U.S. ISM Index Plunges Under Heavy Weather

Widespread snowstorms in the U.S. helped limit factory operations last month. The Composite Index of Manufacturing Sector Activity from the Institute for Supply Management dropped sharply to 51.3 during January from a revised 56.5 in December, initially reported as 57.0. Earlier figures were revised due to new seasonal factors. The latest reading was well below expectations for a slip to 56.0 as measured by the Action Economics Survey.

A lower reading for new orders provided the greatest drag on last month’s factory sector activity as it fell to 51.2 from 64.4. In addition, the production component fell to 54.8 from 61.7 and employment dropped to 52.3 from 55.8. Inventories were drawn down at a faster rate as indicated by the lower inventory series. It fell to 44.0, the lowest level since December 2012. Finally, the supplier delivery series moved up to 54.3 indicating the slowest product delivery speeds since June 2011.

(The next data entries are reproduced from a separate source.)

pub mod repository;
pub mod sqlite;

pub use repository::*;
pub use sqlite::*;

use chrono::{NaiveDate, NaiveDateTime};
use thiserror::Error;
use uuid::Uuid;

#[derive(Error, Debug)]
pub enum DatabaseError {
    #[error("SQLite error: {0}")]
    Sqlite(#[from] rusqlite::Error),

    #[error("Entity not found: {entity_type} with id {id}")]
    NotFound { entity_type: String, id: String },

    #[error("Invalid enum value for {field}: {value}")]
    InvalidEnum { field: String, value: String },

    #[error("Migration failed at version {version}: {reason}")]
    MigrationFailed { version: i64, reason: String },

    #[error("Constraint violated: {0}")]
    ConstraintViolation(String),
}

impl DatabaseError {
    pub fn not_found(entity_type: &str, id: &Uuid) -> Self {
        DatabaseError::NotFound {
            entity_type: entity_type.into(),
            id: id.to_string(),
        }
    }

    /// True when SQLite rejected a write on a UNIQUE/PRIMARY KEY constraint.
    pub fn is_unique_violation(&self) -> bool {
        matches!(
            self,
            DatabaseError::Sqlite(rusqlite::Error::SqliteFailure(err, _))
                if err.extended_code == rusqlite::ffi::SQLITE_CONSTRAINT_UNIQUE
                    || err.extended_code == rusqlite::ffi::SQLITE_CONSTRAINT_PRIMARYKEY
        )
    }
}

const TIMESTAMP_FORMAT: &str = "%Y-%m-%d %H:%M:%S%.f";
const DATE_FORMAT: &str = "%Y-%m-%d";

/// Current UTC time as stored in every `*_at` column.
pub fn now() -> NaiveDateTime {
    chrono::Utc::now().naive_utc()
}

pub(crate) fn format_timestamp(ts: &NaiveDateTime) -> String {
    ts.format(TIMESTAMP_FORMAT).to_string()
}

pub(crate) fn parse_timestamp(raw: &str) -> Result<NaiveDateTime, DatabaseError> {
    NaiveDateTime::parse_from_str(raw, TIMESTAMP_FORMAT)
        .map_err(|e| DatabaseError::ConstraintViolation(format!("bad timestamp {raw:?}: {e}")))
}

pub(crate) fn format_date(date: &NaiveDate) -> String {
    date.format(DATE_FORMAT).to_string()
}

pub(crate) fn parse_date(raw: &str) -> Result<NaiveDate, DatabaseError> {
    NaiveDate::parse_from_str(raw, DATE_FORMAT)
        .map_err(|e| DatabaseError::ConstraintViolation(format!("bad date {raw:?}: {e}")))
}

pub(crate) fn parse_uuid(raw: &str) -> Result<Uuid, DatabaseError> {
    Uuid::parse_str(raw).map_err(|e| DatabaseError::ConstraintViolation(e.to_string()))
}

New export orders index fell to 54.5, the lowest reading since September while the order backlog reading dropped to 48.0, its lowest level since August. Imports declined to 53.5, the lowest level in twelve months.

The prices paid index series indicated further improvement in pricing power with a rise to 60.5, the highest level since February of last year. Twenty eight percent of firms raised prices while seven percent lowered them. (Haver Analytics, chart from CalculatedRisk)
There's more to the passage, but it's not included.